- [Provided data]
● ● ● ●

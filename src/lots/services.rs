use sqlx::PgPool;
use tracing::info;
use uuid::Uuid;

use crate::auth::services::{current_user, require_admin};
use crate::error::AppError;
use crate::lots::dto::LotInput;
use crate::lots::repo::{ParkingLot, ParkingSpot};

pub fn validate_lot_input(input: &LotInput) -> Result<(), AppError> {
    let name = input.name.trim();
    if name.len() < 3 || name.len() > 100 {
        return Err(AppError::Validation(
            "name must be between 3 and 100 characters".into(),
        ));
    }
    if input.price <= 0.0 {
        return Err(AppError::Validation("price must be greater than zero".into()));
    }
    let address = input.address.trim();
    if address.len() < 5 || address.len() > 200 {
        return Err(AppError::Validation(
            "address must be between 5 and 200 characters".into(),
        ));
    }
    let pin = input.pin_code.trim();
    if pin.len() < 6 || pin.len() > 10 {
        return Err(AppError::Validation(
            "pin code must be between 6 and 10 characters".into(),
        ));
    }
    if input.max_spots < 1 {
        return Err(AppError::Validation("capacity must be at least 1".into()));
    }
    Ok(())
}

/// Create a lot plus `max_spots` spots numbered 1..=max_spots, all Available.
pub async fn create_lot(
    db: &PgPool,
    admin_id: Uuid,
    input: LotInput,
) -> Result<ParkingLot, AppError> {
    let admin = current_user(db, admin_id).await?;
    require_admin(&admin)?;
    validate_lot_input(&input)?;

    let mut tx = db.begin().await?;
    let lot = ParkingLot::insert(
        &mut tx,
        input.name.trim(),
        input.price,
        input.address.trim(),
        input.pin_code.trim(),
        input.max_spots,
    )
    .await?;
    ParkingSpot::insert_range(&mut tx, lot.id, 1, input.max_spots).await?;
    tx.commit().await?;

    info!(lot_id = %lot.id, spots = input.max_spots, "parking lot created");
    Ok(lot)
}

/// Edit lot fields and resize capacity. Growing appends spots numbered
/// current+1..=new; shrinking removes the highest-numbered Available spots
/// and fails with a capacity conflict when occupied spots stand in the way.
pub async fn update_lot(
    db: &PgPool,
    admin_id: Uuid,
    lot_id: Uuid,
    input: LotInput,
) -> Result<ParkingLot, AppError> {
    let admin = current_user(db, admin_id).await?;
    require_admin(&admin)?;
    validate_lot_input(&input)?;

    let mut tx = db.begin().await?;
    ParkingLot::lock_by_id(&mut tx, lot_id)
        .await?
        .ok_or_else(|| AppError::NotFound("parking lot not found".into()))?;

    let current = ParkingSpot::count_in_lot(&mut tx, lot_id).await? as i32;
    let requested = input.max_spots;

    if requested > current {
        let start = ParkingSpot::max_spot_number(&mut tx, lot_id).await? + 1;
        ParkingSpot::insert_range(&mut tx, lot_id, start, start + (requested - current) - 1).await?;
    } else if requested < current {
        let surplus = (current - requested) as i64;
        let removable = ParkingSpot::lock_removable(&mut tx, lot_id, surplus).await?;
        if (removable.len() as i64) < surplus {
            // Dropping the transaction rolls everything back.
            return Err(AppError::Capacity(
                "cannot reduce capacity: some spots are currently occupied".into(),
            ));
        }
        let ids: Vec<Uuid> = removable.iter().map(|s| s.id).collect();
        ParkingSpot::delete_by_ids(&mut tx, &ids).await?;
    }

    let lot = ParkingLot::update_fields(
        &mut tx,
        lot_id,
        input.name.trim(),
        input.price,
        input.address.trim(),
        input.pin_code.trim(),
        requested,
    )
    .await?;
    tx.commit().await?;

    info!(lot_id = %lot.id, from = current, to = requested, "parking lot updated");
    Ok(lot)
}

/// Delete a lot and all its spots. Fails while any spot is Occupied.
/// Historical reservations survive with their spot link severed.
pub async fn delete_lot(db: &PgPool, admin_id: Uuid, lot_id: Uuid) -> Result<(), AppError> {
    let admin = current_user(db, admin_id).await?;
    require_admin(&admin)?;

    let mut tx = db.begin().await?;
    ParkingLot::lock_by_id(&mut tx, lot_id)
        .await?
        .ok_or_else(|| AppError::NotFound("parking lot not found".into()))?;

    let occupied = ParkingSpot::count_occupied(&mut tx, lot_id).await?;
    if occupied > 0 {
        return Err(AppError::Capacity(
            "cannot delete parking lot: it has occupied spots".into(),
        ));
    }

    ParkingSpot::detach_reservations(&mut tx, lot_id).await?;
    ParkingSpot::delete_in_lot(&mut tx, lot_id).await?;
    ParkingLot::delete_row(&mut tx, lot_id).await?;
    tx.commit().await?;

    info!(lot_id = %lot_id, "parking lot deleted");
    Ok(())
}

#[cfg(test)]
mod tests {
    use super::*;

    fn input() -> LotInput {
        LotInput {
            name: "Central Mall Parking".into(),
            price: 20.0,
            address: "12 MG Road, Bengaluru".into(),
            pin_code: "560001".into(),
            max_spots: 5,
        }
    }

    #[test]
    fn accepts_well_formed_input() {
        assert!(validate_lot_input(&input()).is_ok());
    }

    #[test]
    fn rejects_short_name() {
        let mut i = input();
        i.name = "ab".into();
        assert!(matches!(
            validate_lot_input(&i),
            Err(AppError::Validation(_))
        ));
    }

    #[test]
    fn rejects_non_positive_price() {
        let mut i = input();
        i.price = 0.0;
        assert!(validate_lot_input(&i).is_err());
        i.price = -5.0;
        assert!(validate_lot_input(&i).is_err());
    }

    #[test]
    fn rejects_bad_pin_code() {
        let mut i = input();
        i.pin_code = "123".into();
        assert!(validate_lot_input(&i).is_err());
        i.pin_code = "12345678901".into();
        assert!(validate_lot_input(&i).is_err());
    }

    #[test]
    fn rejects_zero_capacity() {
        let mut i = input();
        i.max_spots = 0;
        assert!(matches!(
            validate_lot_input(&i),
            Err(AppError::Validation(_))
        ));
    }

    #[test]
    fn trims_before_measuring() {
        let mut i = input();
        i.name = "  ab  ".into();
        assert!(validate_lot_input(&i).is_err());
    }
}
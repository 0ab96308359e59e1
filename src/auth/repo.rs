use serde::{Deserialize, Serialize};
use sqlx::{FromRow, PgPool};
use time::OffsetDateTime;
use uuid::Uuid;

use crate::auth::services::hash_password;
use crate::config::AppConfig;

#[derive(Debug, Clone, Serialize, Deserialize, FromRow)]
pub struct User {
    pub id: Uuid,
    pub name: String,
    pub email: String,
    #[serde(skip_serializing)]
    pub password_hash: String,
    pub address: Option<String>,
    pub pin_code: Option<String>,
    pub is_admin: bool,
    pub created_at: OffsetDateTime,
}

impl User {
    /// Find a user by email.
    pub async fn find_by_email(db: &PgPool, email: &str) -> anyhow::Result<Option<User>> {
        let user = sqlx::query_as::<_, User>(
            r#"
            SELECT id, name, email, password_hash, address, pin_code, is_admin, created_at
            FROM users
            WHERE email = $1
            "#,
        )
        .bind(email)
        .fetch_optional(db)
        .await?;
        Ok(user)
    }

    pub async fn find_by_id(db: &PgPool, id: Uuid) -> anyhow::Result<Option<User>> {
        let user = sqlx::query_as::<_, User>(
            r#"
            SELECT id, name, email, password_hash, address, pin_code, is_admin, created_at
            FROM users
            WHERE id = $1
            "#,
        )
        .bind(id)
        .fetch_optional(db)
        .await?;
        Ok(user)
    }

    /// Create a new member account with a hashed password.
    pub async fn create(
        db: &PgPool,
        name: &str,
        email: &str,
        password_hash: &str,
        address: Option<&str>,
        pin_code: Option<&str>,
    ) -> anyhow::Result<User> {
        let user = sqlx::query_as::<_, User>(
            r#"
            INSERT INTO users (name, email, password_hash, address, pin_code)
            VALUES ($1, $2, $3, $4, $5)
            RETURNING id, name, email, password_hash, address, pin_code, is_admin, created_at
            "#,
        )
        .bind(name)
        .bind(email)
        .bind(password_hash)
        .bind(address)
        .bind(pin_code)
        .fetch_one(db)
        .await?;
        Ok(user)
    }

    /// Create the admin account if it does not exist yet; safe to call on
    /// every boot.
    pub async fn ensure_admin(db: &PgPool, config: &AppConfig) -> anyhow::Result<User> {
        if let Some(existing) = Self::find_by_email(db, &config.admin.email).await? {
            return Ok(existing);
        }
        let hash = hash_password(&config.admin.password)?;
        let user = sqlx::query_as::<_, User>(
            r#"
            INSERT INTO users (name, email, password_hash, address, pin_code, is_admin)
            VALUES ($1, $2, $3, 'Admin Office', '000000', TRUE)
            ON CONFLICT (email) DO UPDATE SET email = EXCLUDED.email
            RETURNING id, name, email, password_hash, address, pin_code, is_admin, created_at
            "#,
        )
        .bind(&config.admin.name)
        .bind(&config.admin.email)
        .bind(&hash)
        .fetch_one(db)
        .await?;
        Ok(user)
    }

    /// All non-admin accounts, newest first.
    pub async fn list_members(db: &PgPool) -> anyhow::Result<Vec<User>> {
        let rows = sqlx::query_as::<_, User>(
            r#"
            SELECT id, name, email, password_hash, address, pin_code, is_admin, created_at
            FROM users
            WHERE NOT is_admin
            ORDER BY created_at DESC
            "#,
        )
        .fetch_all(db)
        .await?;
        Ok(rows)
    }

    /// Text search over non-admin accounts: name, email, address, pin code.
    pub async fn search_members(db: &PgPool, query: &str) -> anyhow::Result<Vec<User>> {
        let pattern = format!("%{}%", query);
        let rows = sqlx::query_as::<_, User>(
            r#"
            SELECT id, name, email, password_hash, address, pin_code, is_admin, created_at
            FROM users
            WHERE NOT is_admin
              AND (name ILIKE $1 OR email ILIKE $1 OR address ILIKE $1 OR pin_code ILIKE $1)
            ORDER BY created_at DESC
            "#,
        )
        .bind(&pattern)
        .fetch_all(db)
        .await?;
        Ok(rows)
    }
}
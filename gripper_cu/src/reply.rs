//! Telemetry reply assembly.
//!
//! Every tick, independent of whether any command was dispatched, the
//! adapter reads live driver state and builds a fresh [`ReplyInfo`].
//! The driver's error code passes through verbatim: this layer never
//! suppresses, remaps, or clears a fault.

use gripper_common::bus::ReplyInfo;
use gripper_common::driver::GripperDriver;

use crate::units::BusScale;

/// Build a telemetry snapshot from live driver state.
///
/// Position and torque ratios are converted back to bus units through
/// the clamping converter, so the reply never carries an out-of-range
/// value even if a driver misreports a ratio outside `[0, 1]`.
pub fn assemble_reply<D: GripperDriver + ?Sized>(driver: &D, scale: BusScale) -> ReplyInfo {
    ReplyInfo {
        busy: driver.is_busy(),
        error: driver.error_code(),
        position: scale.to_bus_units(driver.position_ratio()),
        torque: scale.to_bus_units(driver.torque_ratio_magnitude()),
        _pad: [0; 2],
        temperature: driver.temperature(),
    }
}

// ─── Tests ──────────────────────────────────────────────────────────
//! Per-cycle command arbitration.
//!
//! The bus re-transmits its last intent every cycle, so the control
//! unit must decide when a received command is actually re-issued to
//! the driver. One-shot signals (`Calibrate`, `Release`, `Open`,
//! `SetTorque`) are edge-triggered: they fire exactly once per
//! distinct non-`Waiting` value. `Goto` is level-triggered: it is a
//! continuously tracked setpoint and re-dispatches every tick to keep
//! the driver's closed-loop target fresh. `Waiting` never dispatches.

use gripper_common::bus::{CommandInfo, CommandSignal};

use crate::units::BusScale;

// ─── Action ─────────────────────────────────────────────────────────

/// A decoded actuator action, ready to invoke on the driver.
///
/// Position and torque are already converted to clamped ratios; no
/// unclamped value reaches the driver.
#[derive(Debug, Clone, Copy, PartialEq)]
pub enum GripperAction {
    /// Run the calibration sequence.
    Calibrate,
    /// Track a position setpoint under a torque limit.
    Goto { position: f64, torque: f64 },
    /// Remove torque.
    Release,
    /// Open to maximum position.
    Open,
    /// Set the torque limit.
    SetTorque { torque: f64 },
}

// ─── Dispatch Decision ──────────────────────────────────────────────

/// Decide whether this cycle's command is dispatched to the driver.
///
/// Dispatch iff the signal changed from the previous cycle and is not
/// `Waiting`, or the signal is `Goto`. The caller must update its
/// previous-signal latch to `current` after every evaluation, whether
/// or not a dispatch happened, so the next cycle's edge detection is
/// correct.
#[inline]
pub const fn should_dispatch(current: CommandSignal, previous: CommandSignal) -> bool {
    let is_new = (current as u8) != (previous as u8)
        && !matches!(current, CommandSignal::Waiting);
    is_new || matches!(current, CommandSignal::Goto)
}

/// Decode a bus command into a driver action.
///
/// Returns `None` for `Waiting`: the idle sentinel is an intentional
/// no-op, not a missing case. Position and torque are converted to
/// ratios here so every dispatch path clamps.
pub fn decode_action(command: &CommandInfo, scale: BusScale) -> Option<GripperAction> {
    match command.command {
        CommandSignal::Waiting => None,
        CommandSignal::Calibrate => Some(GripperAction::Calibrate),
        CommandSignal::Goto => Some(GripperAction::Goto {
            position: scale.to_ratio(command.position as i32),
            torque: scale.to_ratio(command.torque as i32),
        }),
        CommandSignal::Release => Some(GripperAction::Release),
        CommandSignal::Open => Some(GripperAction::Open),
        CommandSignal::SetTorque => Some(GripperAction::SetTorque {
            torque: scale.to_ratio(command.torque as i32),
        }),
    }
}

// ─── Tests ──────────────────────────────────────────────────────────
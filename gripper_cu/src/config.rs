//! TOML configuration loading with validation.
//!
//! The config structs live in `gripper_common::config`; this module
//! adds file loading and maps parse/validation failures onto one
//! error type the binary can report.

use std::path::Path;

use gripper_common::config::NodeConfig;
use thiserror::Error;

/// Configuration loading/validation error.
#[derive(Debug, Error)]
pub enum ConfigError {
    /// File I/O error.
    #[error("config I/O error: {0}")]
    Io(String),
    /// TOML parse error.
    #[error("config parse error: {0}")]
    Parse(String),
    /// Parameter validation error.
    #[error("config validation: {0}")]
    Validation(String),
}

/// Load and validate the node configuration from a TOML file.
pub fn load_config(path: &Path) -> Result<NodeConfig, ConfigError> {
    let text = std::fs::read_to_string(path)
        .map_err(|e| ConfigError::Io(format!("failed to read {}: {e}", path.display())))?;
    load_config_from_str(&text)
}

/// Load and validate the node configuration from a TOML string
/// (also used by tests).
pub fn load_config_from_str(text: &str) -> Result<NodeConfig, ConfigError> {
    let config: NodeConfig =
        toml::from_str(text).map_err(|e| ConfigError::Parse(e.to_string()))?;
    config.validate().map_err(ConfigError::Validation)?;
    Ok(config)
}

// ─── Tests ──────────────────────────────────────────────────────────
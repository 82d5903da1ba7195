//! Gripper adapter: one bus channel, one actuator, one tick.
//!
//! Holds the latest received bus command (overwrite, no queue) and the
//! previous cycle's signal (for edge detection), and orchestrates one
//! control tick: step the driver, arbitrate dispatch, update the
//! latch. Telemetry assembly is dispatch-independent.
//!
//! The adapter performs no torque/timeout safety computation and no
//! fault interpretation; those belong to the driver behind the
//! [`GripperDriver`] seam.

use gripper_common::bus::{CommandInfo, CommandSignal, ReplyInfo};
use gripper_common::driver::GripperDriver;

use crate::arbitration::{decode_action, should_dispatch, GripperAction};
use crate::observer::{NullObserver, TickObserver};
use crate::reply::assemble_reply;
use crate::units::BusScale;

/// Arbitration/translation layer for one gripper actuator.
pub struct GripperAdapter<D: GripperDriver> {
    /// Servo id, used for observer events and logs.
    id: u8,
    driver: D,
    scale: BusScale,
    /// Suppress dispatch while the driver is busy (config choice,
    /// default off — see `ControlConfig::gate_on_busy`).
    gate_on_busy: bool,
    /// Latest bus intent, overwritten by `send_command`.
    command: CommandInfo,
    /// Previous cycle's signal, updated unconditionally every tick.
    last_signal: CommandSignal,
    observer: Box<dyn TickObserver>,
}

impl<D: GripperDriver> GripperAdapter<D> {
    /// Create an adapter over a driver.
    ///
    /// The command starts as `Waiting`, so the first tick of the
    /// adapter's lifetime never dispatches.
    pub fn new(id: u8, driver: D, scale: BusScale, gate_on_busy: bool) -> Self {
        Self {
            id,
            driver,
            scale,
            gate_on_busy,
            command: CommandInfo::default(),
            last_signal: CommandSignal::Waiting,
            observer: Box::new(NullObserver),
        }
    }

    /// Replace the tick observer.
    pub fn with_observer(mut self, observer: Box<dyn TickObserver>) -> Self {
        self.observer = observer;
        self
    }

    /// Servo id of the managed gripper.
    pub fn id(&self) -> u8 {
        self.id
    }

    /// Overwrite the latest bus intent (last-write-wins, no queue).
    pub fn send_command(&mut self, command: CommandInfo) {
        self.command = command;
    }

    /// Current telemetry snapshot, rebuilt from live driver state.
    pub fn reply(&self) -> ReplyInfo {
        assemble_reply(&self.driver, self.scale)
    }

    /// Advance exactly one control tick.
    ///
    /// The driver's `operate()` runs first, unconditionally, so its
    /// internal state machine advances regardless of command activity.
    /// The bus command is then read as one whole-struct snapshot —
    /// never as independently torn field reads — and arbitrated. The
    /// previous-signal latch updates even when nothing dispatched.
    pub fn do_control(&mut self) {
        self.driver.operate();

        let command = self.command;

        let gated = self.gate_on_busy && self.driver.is_busy();
        if should_dispatch(command.command, self.last_signal) && !gated {
            if let Some(action) = decode_action(&command, self.scale) {
                self.execute(&action);
                self.observer.dispatched(self.id, &action);
            }
        }

        self.last_signal = command.command;
    }

    /// Forward a zero offset to the driver. No validation here; the
    /// driver owns correctness of the offset procedure.
    pub fn set_zero(&mut self, offset: i32) {
        self.driver.set_zero(offset);
    }

    /// Forward a calibration request to the driver.
    pub fn calibrate(&mut self) {
        self.driver.calibrate();
    }

    /// Access the underlying driver.
    pub fn driver(&self) -> &D {
        &self.driver
    }

    /// Mutable driver access, for bring-up tooling and tests.
    pub fn driver_mut(&mut self) -> &mut D {
        &mut self.driver
    }

    fn execute(&mut self, action: &GripperAction) {
        match *action {
            GripperAction::Calibrate => self.driver.calibrate(),
            GripperAction::Goto { position, torque } => {
                self.driver.goto_position_with_torque(position, torque)
            }
            GripperAction::Release => self.driver.remove_torque(),
            GripperAction::Open => self.driver.open(),
            GripperAction::SetTorque { torque } => self.driver.set_torque(torque),
        }
    }
}

// ─── Tests ──────────────────────────────────────────────────────────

● ● ● ●

- [Exercise] Reading through the records above, report each line in which the string "layer" is found.

- [Response for this exercise]
//! The driver's error code passes through verbatim: this layer never
/// Arbitration/translation layer for one gripper actuator.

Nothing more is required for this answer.